WHAT YOU ARE ASKED TO DO: Filter the data for lines with the word "DashboardData" and copy those lines.

Dataset entries:
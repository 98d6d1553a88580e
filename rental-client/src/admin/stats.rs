//! Dashboard figures computed from listings.
//!
//! Revenue is the plan's monthly price per subscription; a subscription whose
//! plan is missing from the list counts as zero. Daily series cover the last
//! `days` calendar days ending today, oldest first.

use std::collections::HashMap;

use chrono::{Days, NaiveDate};
use rust_decimal::Decimal;

use crate::models::{Plan, PlanId, Reservation, Subscription, User, Vehicle};

/// Window used by the dashboard charts.
pub const DEFAULT_WINDOW_DAYS: u32 = 7;

/// One day of a chart series.
#[derive(Debug, Clone, Copy, PartialEq, Eq)]
pub struct DailyPoint<T> {
    /// Calendar day.
    pub date: NaiveDate,
    /// Value for that day.
    pub value: T,
}

fn price_index(plans: &[Plan]) -> HashMap<PlanId, Decimal> {
    plans.iter().map(|p| (p.id_plan, p.precio_mensual)).collect()
}

fn window(today: NaiveDate, days: u32) -> Vec<NaiveDate> {
    (0..days)
        .rev()
        .filter_map(|back| today.checked_sub_days(Days::new(u64::from(back))))
        .collect()
}

/// Sum of monthly prices over all subscriptions.
///
/// # Examples
///
/// ```
/// use rental_client::{admin::stats::total_revenue, models::{Plan, Subscription}};
///
/// let plans: Vec<Plan> = serde_json::from_str(
///     r#"[{"id_plan": 1, "nombre_plan": "Básico", "precio_mensual": "29.99"}]"#,
/// )?;
/// let subs: Vec<Subscription> = serde_json::from_str(
///     r#"[
///         {"id_suscripcion": 1, "fecha_inicio": "2025-03-01", "fecha_fin": "2025-04-01", "id_plan": 1, "id_estado": 1},
///         {"id_suscripcion": 2, "fecha_inicio": "2025-03-02", "fecha_fin": "2025-04-02", "id_plan": 9, "id_estado": 1}
///     ]"#,
/// )?;
/// assert_eq!(total_revenue(&subs, &plans).to_string(), "29.99");
/// # Ok::<(), serde_json::Error>(())
/// ```
#[must_use]
pub fn total_revenue(subscriptions: &[Subscription], plans: &[Plan]) -> Decimal {
    let prices = price_index(plans);
    subscriptions.iter().filter_map(|s| prices.get(&s.id_plan)).copied().sum()
}

/// Revenue per day of `fecha_pago` over the last `days` days.
#[must_use]
pub fn daily_revenue(
    subscriptions: &[Subscription],
    plans: &[Plan],
    today: NaiveDate,
    days: u32,
) -> Vec<DailyPoint<Decimal>> {
    let prices = price_index(plans);
    let mut by_day: HashMap<NaiveDate, Decimal> = HashMap::new();
    for sub in subscriptions {
        if let (Some(paid), Some(price)) = (sub.fecha_pago, prices.get(&sub.id_plan)) {
            *by_day.entry(paid).or_default() += *price;
        }
    }
    window(today, days)
        .into_iter()
        .map(|date| DailyPoint { date, value: by_day.get(&date).copied().unwrap_or_default() })
        .collect()
}

/// Number of records per day over the last `days` days.
///
/// Records without a date are ignored.
#[must_use]
pub fn daily_counts<I>(dates: I, today: NaiveDate, days: u32) -> Vec<DailyPoint<usize>>
where
    I: IntoIterator<Item = Option<NaiveDate>>,
{
    let mut by_day: HashMap<NaiveDate, usize> = HashMap::new();
    for date in dates.into_iter().flatten() {
        *by_day.entry(date).or_default() += 1;
    }
    window(today, days)
        .into_iter()
        .map(|date| DailyPoint { date, value: by_day.get(&date).copied().unwrap_or(0) })
        .collect()
}

/// Everything the admin dashboard shows.
#[derive(Debug, Clone, PartialEq, Eq)]
pub struct DashboardStats {
    /// Registered vehicles.
    pub vehicles: usize,
    /// Plans on offer.
    pub plans: usize,
    /// Reservations.
    pub reservations: usize,
    /// Users.
    pub users: usize,
    /// Subscriptions of any status.
    pub subscriptions: usize,
    /// See [`total_revenue`].
    pub total_revenue: Decimal,
    /// See [`daily_revenue`].
    pub revenue_daily: Vec<DailyPoint<Decimal>>,
    /// Vehicles by registration date.
    pub vehicles_daily: Vec<DailyPoint<usize>>,
    /// Reservations by registration date.
    pub reservations_daily: Vec<DailyPoint<usize>>,
}

/// Listings the dashboard is computed from.
#[derive(Debug, Clone, Copy)]
pub struct DashboardData<'a> {
    /// `GET /vehiculos`
    pub vehicles: &'a [Vehicle],
    /// `GET /planes`
    pub plans: &'a [Plan],
    /// `GET /reservaciones`
    pub reservations: &'a [Reservation],
    /// `GET /usuarios`
    pub users: &'a [User],
    /// `GET /suscripciones`
    pub subscriptions: &'a [Subscription],
}

impl DashboardStats {
    /// Computes all figures for a window of `days` ending `today`.
    #[must_use]
    pub fn compute(data: DashboardData<'_>, today: NaiveDate, days: u32) -> Self {
        Self {
            vehicles: data.vehicles.len(),
            plans: data.plans.len(),
            reservations: data.reservations.len(),
            users: data.users.len(),
            subscriptions: data.subscriptions.len(),
            total_revenue: total_revenue(data.subscriptions, data.plans),
            revenue_daily: daily_revenue(data.subscriptions, data.plans, today, days),
            vehicles_daily: daily_counts(
                data.vehicles.iter().map(|v| v.fecha_registro),
                today,
                days,
            ),
            reservations_daily: daily_counts(
                data.reservations.iter().map(|r| r.fecha_registro),
                today,
                days,
            ),
        }
    }
}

THE COMPLETED TASK:
pub struct DashboardData<'a> {
    pub fn compute(data: DashboardData<'_>, today: NaiveDate, days: u32) -> Self {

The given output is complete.